Why not make it simpler? Because it has to be able to express complicated use patterns. There’s an alternative – used in many other languages – of wrapping all the structs in Rc<> boxes. Or in Gc<> boxes. If we do this, forgetting for a minute that the Rust syntax doesn’t encourage it, we no longer have to worry about copying, sharing, and ownership.

Sheen implements a mixed system. Each reference in the system has an owner, which is either a variable or the GC. Function arguments that are passed by reference (and are not copyable) have possible three ownership tags, that are inferred automatically but can also be specified:

struct User:
    id: integer
    name: string  # Having a string field prevents this from being copyable

struct Message:
    user: owned &User
    contents: string

def inspects(user: &User):

def claims(user: &User):
    return Message(user, "hello")

def require_shared(user: &User):
    return (user, user)

If a function claims ownership of a value, it may no longer be used after the function is called. The function is responsible for freeing the value or returning another object that owns the value.

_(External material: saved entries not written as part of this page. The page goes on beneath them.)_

#![allow(dead_code)]
//! Shared helpers for integration tests.

pub mod temp_files {
    use std::fs;
    use std::path::{Path, PathBuf};
    use tempfile::TempDir;

    /// A throwaway service root: `config.yml` plus a `resources/` tree.
    ///
    /// The directory is removed when the value is dropped.
    pub struct ServiceRoot {
        dir: TempDir,
    }

    impl ServiceRoot {
        pub fn new() -> Self {
            let dir = tempfile::tempdir().expect("create temp service root");
            fs::create_dir_all(dir.path().join("resources")).expect("create resources dir");
            Self { dir }
        }

        pub fn path(&self) -> &Path {
            self.dir.path()
        }

        pub fn with_config(self, yaml: &str) -> Self {
            fs::write(self.dir.path().join("config.yml"), yaml).expect("write config.yml");
            self
        }

        /// Write `yaml` to `resources/<relative>`, creating parent directories.
        pub fn with_resource(self, relative: &str, yaml: &str) -> Self {
            let path: PathBuf = self.dir.path().join("resources").join(relative);
            if let Some(parent) = path.parent() {
                fs::create_dir_all(parent).expect("create resource subdir");
            }
            fs::write(&path, yaml).expect("write resource schema");
            self
        }
    }

    pub const WIDGETS_YAML: &str = r#"
name: widgets
type: collection
uri: /widgets
resource:
  uri: /widgets/{id}
  properties:
    id: { type: id }
    name: { type: string, length: 64 }
    price: { type: float, default: 0 }
"#;

    pub const SHELVES_YAML: &str = r#"
name: shelves
uri: /stores/{store}/shelves
resource:
  uri: /stores/{store}/shelves/{code}
  properties:
    store: { type: number }
    code: { type: string }
    label: { type: text }
"#;
}

pub mod test_server {
    use crudhook::{AppService, HttpServer, ServerHandle};
    use std::io::{Read, Write};
    use std::net::{SocketAddr, TcpListener, TcpStream};
    use std::sync::Once;
    use std::time::Duration;

    static INIT: Once = Once::new();

    /// Give test coroutines a roomier stack than the production default.
    pub fn setup_may_runtime() {
        INIT.call_once(|| {
            may::config().set_stack_size(0x8000);
        });
    }

    /// An address on a port that was free a moment ago.
    pub fn free_addr() -> SocketAddr {
        let listener = TcpListener::bind("127.0.0.1:0").expect("bind ephemeral port");
        let addr = listener.local_addr().expect("local addr");
        drop(listener);
        addr
    }

    pub fn start(service: AppService) -> ServerHandle {
        setup_may_runtime();
        let handle = HttpServer(service)
            .start(free_addr())
            .expect("start server");
        handle.wait_ready().expect("server ready");
        handle
    }

    /// A parsed HTTP response.
    pub struct TestResponse {
        pub status: u16,
        pub headers: Vec<(String, String)>,
        pub body: serde_json::Value,
    }

    impl TestResponse {
        pub fn header(&self, name: &str) -> Option<&str> {
            self.headers
                .iter()
                .find(|(k, _)| k.eq_ignore_ascii_case(name))
                .map(|(_, v)| v.as_str())
        }
    }

    /// Send one request and read exactly one response off the connection.
    pub fn send(addr: SocketAddr, method: &str, path: &str, body: Option<&str>) -> TestResponse {
        let body = body.unwrap_or("");
        let request = format!(
            "{method} {path} HTTP/1.1\r\n\
             Host: localhost\r\n\
             Content-Type: application/json\r\n\
             Content-Length: {}\r\n\r\n{body}",
            body.len()
        );
        let raw = send_raw(addr, &request);
        parse_response(&raw)
    }

    pub fn send_raw(addr: SocketAddr, request: &str) -> String {
        let mut stream = TcpStream::connect(addr).expect("connect");
        stream.write_all(request.as_bytes()).expect("write request");
        stream
            .set_read_timeout(Some(Duration::from_millis(2000)))
            .expect("set timeout");
        let mut buf = Vec::new();
        loop {
            let mut tmp = [0u8; 1024];
            match stream.read(&mut tmp) {
                Ok(0) => break,
                Ok(n) => {
                    buf.extend_from_slice(&tmp[..n]);
                    if response_complete(&buf) {
                        break;
                    }
                }
                Err(ref e)
                    if e.kind() == std::io::ErrorKind::WouldBlock
                        || e.kind() == std::io::ErrorKind::TimedOut =>
                {
                    break
                }
                Err(e) => panic!("read error: {e:?}"),
            }
        }
        String::from_utf8_lossy(&buf).to_string()
    }

    fn response_complete(buf: &[u8]) -> bool {
        let text = String::from_utf8_lossy(buf);
        let Some((head, body)) = text.split_once("\r\n\r\n") else {
            return false;
        };
        let length = head
            .lines()
            .filter_map(|l| l.split_once(':'))
            .find(|(k, _)| k.trim().eq_ignore_ascii_case("content-length"))
            .and_then(|(_, v)| v.trim().parse::<usize>().ok());
        match length {
            Some(length) => body.len() >= length,
            None => false,
        }
    }

    pub fn parse_response(raw: &str) -> TestResponse {
        let (head, body) = raw.split_once("\r\n\r\n").unwrap_or((raw, ""));
        let mut lines = head.lines();
        let status = lines
            .next()
            .and_then(|l| l.split_whitespace().nth(1))
            .and_then(|s| s.parse().ok())
            .unwrap_or(0);
        let headers = lines
            .filter_map(|l| l.split_once(':'))
            .map(|(k, v)| (k.trim().to_string(), v.trim().to_string()))
            .collect();
        let body = serde_json::from_str(body).unwrap_or(serde_json::Value::Null);
        TestResponse {
            status,
            headers,
            body,
        }
    }
}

If a function requires that a reference be shared, it means that it must be in managed memory, and the compiler automatically allocates the structure using the GC.

Passing structs by value (when they aren’t copyable) can only be done if the parameter is inspected or claimed. Sharing data passed by value can only be done by cloning. By-value parameters may be passed in registers, but if the same struct is passed somewhere by reference it’s allocated on the stack.

This system can handle non-shared references correctly. It also supports patterns that are a bit harder to express in Rust, for example including the source URL in every DOM object. Shared references can sometimes be detected as “inspecting” and don’t count, otherwise to share a reference it must be managed by the GC. My intuition is that it’s rare to have such allocations in the core parts of programs, therefore Sheen programs will use the GC mostly for long-lived objects, which will then have low overhead. I will measure this after implementing.

I’m still writing sample programs to figure out if everything is covered, and trying to formalize the rules in the mean time. See you soon with more details!